What was counted as literacy a generation ago (let alone 500 or 1,000 years ago) has changed dramatically. To function effectively in society now requires more than basic reading and writing with "old technologies" or print materials. Today, in the workplace, in our communities and in our private lives, we use a variety of print and electronic technologies to communicate and learn. In recent decades, literacy researchers began to examine the many different ways of reading and writing in cultures and groups other than those of white western upper middle-class. This work forms the foundation of the concept of "multiliteracies." Literacy is now conceived as being both more expansive and more complex than ever before.
"New literacies" refers to the unique ways of reading and writing with the new technologies of information, communication and multimedia. While many adults are learning how to be comfortable with new technologies, today's youth have been "bathed in bits since birth" (Tapscott, 1998) and regard technology as an inherent and integral means of creating themselves and the world. As Alvermann notes, "Digital culture locates adolescents in new ways--ways that necessarily challenge earlier views on what counts as literacy, for whom, and when" (2002, p. ix). Many students are well-practiced in technical skills such as word processing and managing software; however, researchers have identified intellectual skills where they need help: searching and locating information on the Internet, comprehending hypermediated text and critically evaluating online information (Kinzer, 2003; Leu, 2002; Todd, 2004).
As well as technical and intellectual competencies, new literacies include social abilities necessary for living in today's diverse and multicultural world. Thus critical literacy perspectives should also shape new literacies education (Street, 2003). Critical literacy theorists emphasize that students should be taught not only to learn with and through information but, most importantly, to learn about the political, economic and cultural production and use of information. Thus students should investigate such questions as "Who posed this information problem? Why was it adapted and others precluded? How was the resultant information solution arrived at? What role did the resources I used play in the investigation and construction of the solution?" (Kaptize, 2003, p. 52).

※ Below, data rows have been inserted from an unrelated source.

//! The manager's one authentication token.
//!
//! [`TokenLifecycle`] can only be built from a successful first
//! authentication, so a token is always published. If the grant is renewable
//! it re-authenticates in the background every time the lease runs out. A
//! failed renewal keeps the old token published and retries with backoff.

use std::sync::atomic::{AtomicBool, AtomicU32, AtomicU64, Ordering};
use std::sync::{Arc, Mutex, PoisonError};
use std::time::Duration;

use chrono::{DateTime, Utc};
use secrecy::SecretString;
use tokio::time::Instant;
use tracing::Instrument;

use crate::auth::{AuthResult, Authenticator};
use crate::error::Result;
use crate::manager::Background;
use crate::report::Origin;

struct Published {
    token: SecretString,
    renewable: bool,
    lease_duration: Duration,
    issued_at: DateTime<Utc>,
}

impl From<&AuthResult> for Published {
    fn from(result: &AuthResult) -> Self {
        Self {
            token: result.client_token().clone(),
            renewable: result.renewable(),
            lease_duration: result.lease_duration(),
            issued_at: result.issued_at(),
        }
    }
}

/// Point-in-time view of the token, without the token itself.
#[derive(Debug, Clone, PartialEq, Eq)]
pub struct TokenStatus {
    pub method: &'static str,
    pub renewable: bool,
    pub lease_duration: Duration,
    pub issued_at: DateTime<Utc>,
    /// Successful background renewals so far.
    pub renewals: u64,
    /// Renewal failures since the last success.
    pub consecutive_failures: u32,
    /// Whether the renewal loop is still running.
    pub renewing: bool,
}

pub struct TokenLifecycle {
    method: &'static str,
    current: Mutex<Published>,
    renewals: AtomicU64,
    failures: AtomicU32,
    renewing: AtomicBool,
}

impl TokenLifecycle {
    fn new(method: &'static str, first: &AuthResult) -> Self {
        Self {
            method,
            current: Mutex::new(Published::from(first)),
            renewals: AtomicU64::new(0),
            failures: AtomicU32::new(0),
            renewing: AtomicBool::new(false),
        }
    }

    /// Authenticate once and, for renewable grants, start the renewal loop.
    ///
    /// A failure here is returned to the caller and nothing is spawned.
    pub(crate) async fn start(
        authenticator: Arc<dyn Authenticator>,
        background: &Background,
    ) -> Result<Arc<Self>> {
        let method = authenticator.method();
        tracing::info!(method, "starting token lifecycle");

        let first = authenticator.authenticate(&background.client).await?;
        let lifecycle = Arc::new(Self::new(method, &first));
        tracing::info!(
            method = lifecycle.method,
            renewable = first.renewable(),
            lease_secs = first.lease_duration().as_secs(),
            "first token acquired"
        );

        if first.renewable() {
            lifecycle.renewing.store(true, Ordering::SeqCst);
            let span = tracing::info_span!("token_renewal", method = lifecycle.method);
            background.tracker.spawn(
                lifecycle
                    .clone()
                    .renew(authenticator, background.clone(), first)
                    .instrument(span),
            );
        }

        Ok(lifecycle)
    }

    /// The most recently published token.
    pub fn token(&self) -> SecretString {
        self.lock().token.clone()
    }

    pub fn status(&self) -> TokenStatus {
        let published = self.lock();
        TokenStatus {
            method: self.method,
            renewable: published.renewable,
            lease_duration: published.lease_duration,
            issued_at: published.issued_at,
            renewals: self.renewals.load(Ordering::Relaxed),
            consecutive_failures: self.failures.load(Ordering::Relaxed),
            renewing: self.renewing.load(Ordering::SeqCst),
        }
    }

    fn lock(&self) -> std::sync::MutexGuard<'_, Published> {
        self.current.lock().unwrap_or_else(PoisonError::into_inner)
    }

    fn publish(&self, result: &AuthResult) {
        *self.lock() = Published::from(result);
    }

    async fn renew(
        self: Arc<Self>,
        authenticator: Arc<dyn Authenticator>,
        background: Background,
        first: AuthResult,
    ) {
        let Background {
            client,
            reporter,
            policy,
            cancel,
            ..
        } = background;
        let mut backoff = policy.backoff();
        let mut deadline = first.issued() + policy.schedule(first.lease_duration());

        loop {
            tokio::select! {
                _ = cancel.cancelled() => break,
                _ = tokio::time::sleep_until(deadline) => {}
            }

            tracing::debug!("renewing token");
            let outcome = tokio::select! {
                _ = cancel.cancelled() => break,
                outcome = authenticator.authenticate(&client) => outcome,
            };

            match outcome {
                Ok(result) => {
                    backoff.reset();
                    self.failures.store(0, Ordering::Relaxed);
                    self.publish(&result);
                    self.renewals.fetch_add(1, Ordering::Relaxed);
                    tracing::info!(
                        lease_secs = result.lease_duration().as_secs(),
                        "token renewed"
                    );

                    if !result.renewable() {
                        tracing::info!("renewed token is not renewable; stopping renewal");
                        break;
                    }
                    deadline = result.issued() + policy.schedule(result.lease_duration());
                }
                Err(error) => {
                    let delay = backoff.next_delay();
                    self.failures.store(backoff.failures(), Ordering::Relaxed);
                    reporter.report(Origin::Token, error);
                    deadline = Instant::now() + delay;
                }
            }
        }

        self.renewing.store(false, Ordering::SeqCst);
        tracing::debug!("token renewal stopped");
    }
}
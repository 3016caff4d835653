//! Scheduling for the background loops.
//!
//! A successful grant is rescheduled exactly at its lease duration (raised to
//! `min_interval` so a zero or tiny lease cannot spin). Failures back off
//! exponentially from `retry_initial` up to `retry_max`, and the backoff resets
//! on the next success.

use std::time::Duration;

use serde::{Deserialize, Serialize};

use crate::duration::{deserialize_duration, serialize_duration};

fn default_retry_initial() -> Duration {
    Duration::from_secs(1)
}

fn default_retry_max() -> Duration {
    Duration::from_secs(5 * 60)
}

fn default_min_interval() -> Duration {
    Duration::from_secs(1)
}

/// Timing policy shared by token renewal and secret refresh.
#[derive(Debug, Clone, Copy, PartialEq, Eq, Serialize, Deserialize)]
#[serde(default)]
pub struct RefreshPolicy {
    /// Wait before the first retry after a failed refresh.
    #[serde(
        deserialize_with = "deserialize_duration",
        serialize_with = "serialize_duration"
    )]
    pub retry_initial: Duration,

    /// Ceiling for the retry wait.
    #[serde(
        deserialize_with = "deserialize_duration",
        serialize_with = "serialize_duration"
    )]
    pub retry_max: Duration,

    /// Shortest allowed wait between two refreshes of the same value.
    #[serde(
        deserialize_with = "deserialize_duration",
        serialize_with = "serialize_duration"
    )]
    pub min_interval: Duration,
}

impl Default for RefreshPolicy {
    fn default() -> Self {
        Self {
            retry_initial: default_retry_initial(),
            retry_max: default_retry_max(),
            min_interval: default_min_interval(),
        }
    }
}

impl RefreshPolicy {
    /// Wait before refreshing a value granted with `lease`.
    pub fn schedule(&self, lease: Duration) -> Duration {
        lease.max(self.min_interval)
    }

    pub fn backoff(&self) -> Backoff {
        Backoff {
            initial: self.retry_initial,
            max: self.retry_max.max(self.retry_initial),
            failures: 0,
        }
    }
}

/// Exponential retry delay for consecutive failures.
#[derive(Debug, Clone)]
pub struct Backoff {
    initial: Duration,
    max: Duration,
    failures: u32,
}

impl Backoff {
    /// Record a failure and return how long to wait before the next attempt.
    pub fn next_delay(&mut self) -> Duration {
        let factor = 2u32.saturating_pow(self.failures);
        self.failures = self.failures.saturating_add(1);
        self.initial
            .checked_mul(factor)
            .map_or(self.max, |delay| delay.min(self.max))
    }

    pub fn reset(&mut self) {
        self.failures = 0;
    }

    /// Consecutive failures since the last success.
    pub fn failures(&self) -> u32 {
        self.failures
    }
}

#[cfg(test)]
mod tests {
    use super::*;

    #[test]
    fn test_schedule_never_earlier_than_lease() {
        let policy = RefreshPolicy::default();
        assert_eq!(policy.schedule(Duration::from_secs(3600)), Duration::from_secs(3600));
        assert_eq!(policy.schedule(Duration::from_secs(1)), Duration::from_secs(1));
        assert_eq!(policy.schedule(Duration::ZERO), Duration::from_secs(1));
    }

    #[test]
    fn test_backoff_doubles_up_to_ceiling() {
        let policy = RefreshPolicy {
            retry_initial: Duration::from_millis(500),
            retry_max: Duration::from_secs(3),
            min_interval: Duration::from_secs(1),
        };
        let mut backoff = policy.backoff();
        let delays: Vec<_> = (0..6).map(|_| backoff.next_delay()).collect();
        assert_eq!(
            delays,
            vec![
                Duration::from_millis(500),
                Duration::from_secs(1),
                Duration::from_secs(2),
                Duration::from_secs(3),
                Duration::from_secs(3),
                Duration::from_secs(3),
            ]
        );
        assert_eq!(backoff.failures(), 6);

        backoff.reset();
        assert_eq!(backoff.failures(), 0);
        assert_eq!(backoff.next_delay(), Duration::from_millis(500));
    }

    #[test]
    fn test_backoff_survives_many_failures() {
        let mut backoff = RefreshPolicy::default().backoff();
        for _ in 0..200 {
            backoff.next_delay();
        }
        assert_eq!(backoff.next_delay(), Duration::from_secs(300));
    }

    #[test]
    fn test_policy_parses_from_toml() {
        let policy: RefreshPolicy = toml::from_str(
            r#"
retry_initial = "250ms"
retry_max = "1m"
"#,
        )
        .unwrap();
        assert_eq!(policy.retry_initial, Duration::from_millis(250));
        assert_eq!(policy.retry_max, Duration::from_secs(60));
        assert_eq!(policy.min_interval, Duration::from_secs(1));
    }
}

HOW DO NEW LITERACIES RELATE TO SCHOOL LIBRARIES?
New literacy skills should certainly sound familiar to teacher-librarians as key aspects of information literacy. In our school systems, new literacies are being incorporated into mandated curriculum in both the language arts and ICT domains. School library programs already include relevant learning outcomes (but are limited in the critical literacy competencies); however, their curriculum is not mandated. As is the situation in some other areas of literacy education, the school library field and the literacy research community are working apart from each other. I recently presented a paper at a major literacy research conference outlining the extensive research on information literacy in the school library literature. Attendees at my session were both surprised at its existence, and, at the same time, recognized the obvious reason why intellectual aspects of new literacies would be such a strong area in the library field.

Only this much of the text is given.